* WORK REQUIRED: Go through the records underneath and write each one out again exactly.

* DATA EXTRACT:
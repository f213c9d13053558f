//! Tracing subscriber setup.
//!
//! The library only emits `tracing` events; binaries and tests decide where
//! they go by calling [`init_tracing`].

use std::io;
use std::str::FromStr;
use tracing_subscriber::{filter::EnvFilter, layer::SubscriberExt, util::SubscriberInitExt};

/// Environment variable holding the log filter directives.
pub const LOG_ENV_VAR: &str = "DEPLOYFLOW_LOG";

/// Output format of the fmt subscriber.
#[derive(Debug, Clone, Copy, PartialEq, Eq, Default)]
pub enum LogFormat {
    /// Multi-line human-readable output.
    Pretty,
    /// Single-line output.
    #[default]
    Compact,
    /// One JSON object per line.
    Json,
}

impl FromStr for LogFormat {
    type Err = String;

    fn from_str(s: &str) -> Result<Self, Self::Err> {
        match s.to_lowercase().as_str() {
            "pretty" => Ok(Self::Pretty),
            "compact" => Ok(Self::Compact),
            "json" => Ok(Self::Json),
            _ => Err(format!("Unknown log format: {s}")),
        }
    }
}

/// Builds the filter from `DEPLOYFLOW_LOG`, falling back to `info`.
#[must_use]
pub fn env_filter() -> EnvFilter {
    EnvFilter::try_from_env(LOG_ENV_VAR).unwrap_or_else(|_| EnvFilter::new("info"))
}

/// Installs a global fmt subscriber writing to stderr.
///
/// Returns false if a global subscriber was already installed, so calling it
/// more than once is harmless.
pub fn init_tracing(format: LogFormat) -> bool {
    let registry = tracing_subscriber::registry().with(env_filter());

    let result = match format {
        LogFormat::Pretty => registry
            .with(
                tracing_subscriber::fmt::layer()
                    .pretty()
                    .with_writer(io::stderr)
                    .with_target(true),
            )
            .try_init(),
        LogFormat::Compact => registry
            .with(
                tracing_subscriber::fmt::layer()
                    .compact()
                    .with_writer(io::stderr)
                    .with_target(false),
            )
            .try_init(),
        LogFormat::Json => registry
            .with(
                tracing_subscriber::fmt::layer()
                    .json()
                    .with_writer(io::stderr)
                    .with_current_span(true),
            )
            .try_init(),
    };

    result.is_ok()
}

* RESPONSE AREA:
repository f213c9d13053558f
//! Tracing subscriber setup.
//!
//! The library only emits `tracing` events; binaries and tests decide where
//! they go by calling [`init_tracing`].

use std::io;
use std::str::FromStr;
use tracing_subscriber::{filter::EnvFilter, layer::SubscriberExt, util::SubscriberInitExt};

/// Environment variable holding the log filter directives.
pub const LOG_ENV_VAR: &str = "DEPLOYFLOW_LOG";

/// Output format of the fmt subscriber.
#[derive(Debug, Clone, Copy, PartialEq, Eq, Default)]
pub enum LogFormat {
    /// Multi-line human-readable output.
    Pretty,
    /// Single-line output.
    #[default]
    Compact,
    /// One JSON object per line.
    Json,
}

impl FromStr for LogFormat {
    type Err = String;

    fn from_str(s: &str) -> Result<Self, Self::Err> {
        match s.to_lowercase().as_str() {
            "pretty" => Ok(Self::Pretty),
            "compact" => Ok(Self::Compact),
            "json" => Ok(Self::Json),
            _ => Err(format!("Unknown log format: {s}")),
        }
    }
}

/// Builds the filter from `DEPLOYFLOW_LOG`, falling back to `info`.
#[must_use]
pub fn env_filter() -> EnvFilter {
    EnvFilter::try_from_env(LOG_ENV_VAR).unwrap_or_else(|_| EnvFilter::new("info"))
}

/// Installs a global fmt subscriber writing to stderr.
///
/// Returns false if a global subscriber was already installed, so calling it
/// more than once is harmless.
pub fn init_tracing(format: LogFormat) -> bool {
    let registry = tracing_subscriber::registry().with(env_filter());

    let result = match format {
        LogFormat::Pretty => registry
            .with(
                tracing_subscriber::fmt::layer()
                    .pretty()
                    .with_writer(io::stderr)
                    .with_target(true),
            )
            .try_init(),
        LogFormat::Compact => registry
            .with(
                tracing_subscriber::fmt::layer()
                    .compact()
                    .with_writer(io::stderr)
                    .with_target(false),
            )
            .try_init(),
        LogFormat::Json => registry
            .with(
                tracing_subscriber::fmt::layer()
                    .json()
                    .with_writer(io::stderr)
                    .with_current_span(true),
            )
            .try_init(),
    };

    result.is_ok()
}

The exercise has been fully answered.